この記事では、そんな筆者の経験を踏まえて、国立中学の入学試験の特徴と受験対策の方法について解説します。
※国立中学受験をお考えの方に参考になる記事です。特に、「入学試験の特徴」と「受験対策の方法」について、私立中学との違いを知りたい方に参考になる記事です。
国立中学の入学試験の特徴【私立との違いも解説】
まずは、国立中学の入学試験の特徴から見ていきましょう。
私立中学とは違う、国立中学の特徴は主に3点あります。
国立中学の入学試験の特徴
- 特徴①:調査書を提出する必要がある
- 特徴②:面接や作文、ディベートなどの実技試験がある
- 特徴③:筆記試験に副教科を含むことがある
それぞれの特徴について、詳しく解説していきます。
特徴①:調査書を提出する必要がある
まずは、出願時に調査書を提出しなければいけません。
ちなみに、私立中学では推薦入試などを受験する場合を除いて、原則として調査書の提出は不要です。
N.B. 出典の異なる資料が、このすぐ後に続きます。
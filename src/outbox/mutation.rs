//! Mutation kinds and their typed payloads.
//!
//! `Mutation` is a closed tagged union, one variant per remote write operation,
//! so the sync drainer's dispatch is an exhaustive match rather than untyped
//! field access. Every variant carries the tenant it belongs to.

use std::collections::BTreeMap;

use serde::{Deserialize, Serialize};
use serde_json::Value;

/// Discriminant for the closed set of mutation kinds.
#[derive(
  Debug, Clone, Copy, PartialEq, Eq, PartialOrd, Ord, Hash, Serialize, Deserialize,
)]
#[serde(rename_all = "kebab-case")]
pub enum MutationKind {
  AttendanceMark,
  PeriodLog,
  BehaviorNote,
  Homework,
  QuickGrade,
  Message,
  SupportTicket,
  Expense,
  Payment,
  LeaveRequest,
  LeadUpdate,
  CallLog,
}

impl MutationKind {
  pub fn as_str(&self) -> &'static str {
    match self {
      Self::AttendanceMark => "attendance-mark",
      Self::PeriodLog => "period-log",
      Self::BehaviorNote => "behavior-note",
      Self::Homework => "homework",
      Self::QuickGrade => "quick-grade",
      Self::Message => "message",
      Self::SupportTicket => "support-ticket",
      Self::Expense => "expense",
      Self::Payment => "payment",
      Self::LeaveRequest => "leave-request",
      Self::LeadUpdate => "lead-update",
      Self::CallLog => "call-log",
    }
  }
}

impl std::fmt::Display for MutationKind {
  fn fmt(&self, f: &mut std::fmt::Formatter<'_>) -> std::fmt::Result {
    f.write_str(self.as_str())
  }
}

/// Drain order rank for a pending item. High drains before medium, medium
/// before low; insertion time breaks ties within a band.
#[derive(Debug, Clone, Copy, PartialEq, Eq, PartialOrd, Ord, Serialize, Deserialize)]
#[serde(rename_all = "lowercase")]
pub enum Priority {
  High,
  Medium,
  Low,
}

impl Priority {
  pub fn rank(self) -> i64 {
    match self {
      Self::High => 0,
      Self::Medium => 1,
      Self::Low => 2,
    }
  }

  pub fn from_rank(rank: i64) -> Self {
    match rank {
      0 => Self::High,
      2 => Self::Low,
      _ => Self::Medium,
    }
  }
}

/// One pending write intention, typed per kind.
///
/// Dates are ISO 8601 strings as the remote service expects them; money is in
/// cents. Where the remote schema is open-ended (lead custom fields) the
/// payload carries a free-form map.
#[derive(Debug, Clone, PartialEq, Serialize, Deserialize)]
#[serde(tag = "type", rename_all = "kebab-case")]
pub enum Mutation {
  AttendanceMark {
    tenant_id: String,
    student_id: String,
    section_id: String,
    date: String,
    status: String,
  },
  PeriodLog {
    tenant_id: String,
    section_id: String,
    date: String,
    period: u32,
    summary: String,
  },
  BehaviorNote {
    tenant_id: String,
    student_id: String,
    note: String,
    severity: Option<String>,
  },
  Homework {
    tenant_id: String,
    section_id: String,
    title: String,
    due_date: String,
    details: String,
  },
  QuickGrade {
    tenant_id: String,
    student_id: String,
    assignment_id: String,
    score: f64,
  },
  Message {
    tenant_id: String,
    recipient_id: String,
    subject: String,
    body: String,
  },
  SupportTicket {
    tenant_id: String,
    category: String,
    subject: String,
    body: String,
  },
  Expense {
    tenant_id: String,
    category: String,
    amount_cents: i64,
    memo: String,
  },
  Payment {
    tenant_id: String,
    invoice_id: String,
    amount_cents: i64,
    method: String,
  },
  LeaveRequest {
    tenant_id: String,
    staff_id: String,
    from_date: String,
    to_date: String,
    reason: String,
  },
  LeadUpdate {
    tenant_id: String,
    lead_id: String,
    fields: BTreeMap<String, Value>,
  },
  CallLog {
    tenant_id: String,
    lead_id: String,
    outcome: String,
    notes: String,
  },
}

impl Mutation {
  pub fn kind(&self) -> MutationKind {
    match self {
      Self::AttendanceMark { .. } => MutationKind::AttendanceMark,
      Self::PeriodLog { .. } => MutationKind::PeriodLog,
      Self::BehaviorNote { .. } => MutationKind::BehaviorNote,
      Self::Homework { .. } => MutationKind::Homework,
      Self::QuickGrade { .. } => MutationKind::QuickGrade,
      Self::Message { .. } => MutationKind::Message,
      Self::SupportTicket { .. } => MutationKind::SupportTicket,
      Self::Expense { .. } => MutationKind::Expense,
      Self::Payment { .. } => MutationKind::Payment,
      Self::LeaveRequest { .. } => MutationKind::LeaveRequest,
      Self::LeadUpdate { .. } => MutationKind::LeadUpdate,
      Self::CallLog { .. } => MutationKind::CallLog,
    }
  }

  pub fn tenant_id(&self) -> &str {
    match self {
      Self::AttendanceMark { tenant_id, .. }
      | Self::PeriodLog { tenant_id, .. }
      | Self::BehaviorNote { tenant_id, .. }
      | Self::Homework { tenant_id, .. }
      | Self::QuickGrade { tenant_id, .. }
      | Self::Message { tenant_id, .. }
      | Self::SupportTicket { tenant_id, .. }
      | Self::Expense { tenant_id, .. }
      | Self::Payment { tenant_id, .. }
      | Self::LeaveRequest { tenant_id, .. }
      | Self::LeadUpdate { tenant_id, .. }
      | Self::CallLog { tenant_id, .. } => tenant_id,
    }
  }
}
調査書は学校の担任の先生に依頼し、通知表の成績を参考に作成してもらうため、学校の通知表の成績が受験の合否に影響するということです。
なお、調査書の合否への影響や作成依頼の方法については、「【国立中学受験】調査書の内容と合否への影響【依頼の方法も解説】」の記事で解説しています。
【国立中学受験】調査書の内容と合否への影響【依頼の方法も解説】
「国立中学受験の出願時に必要な調査書って何?調査書の内容や合否への影響が気になります。担任の先生への依頼の仕方も教えてください。」←このような疑問にお答えします。この記事では、調査書の内容と合否への影響、調査書作成の依頼の方法について解説しています。
特徴②:面接や作文、ディベートなどの実技試験がある
国立中学の入学試験では、筆記試験とは別に、
- 面接
- 作文
- ディベート
などの実技試験が行われることがほとんどです。
こちらも、私立中学の入学試験はまず行われません。
なお、実技試験の内容は学校によって異なります。
いずれにしても、筆記試験とは別に何らかの実技試験が実施されるということです。
特徴③:筆記試験に副教科を含むことがある
私立中学の筆記試験は、算数、国語、理科、社会の4科目で実施されることが一般的です。(学校によっては、2科目受験や3科目受験も可能です)
一方、国立中学の筆記試験では、算数や国語、理科、社会の4科目に加えて、音楽や美術、図画工作など副教科の筆記試験を実施することがあります。
ただし、これも学校によって多少の違いがあります。
国立中学の入学試験に共通する特徴
上記の3つの特徴をまとめると、国立中学の入学試験には「基礎学力に基づく思考力・判断力・表現力を測る」という特徴があります。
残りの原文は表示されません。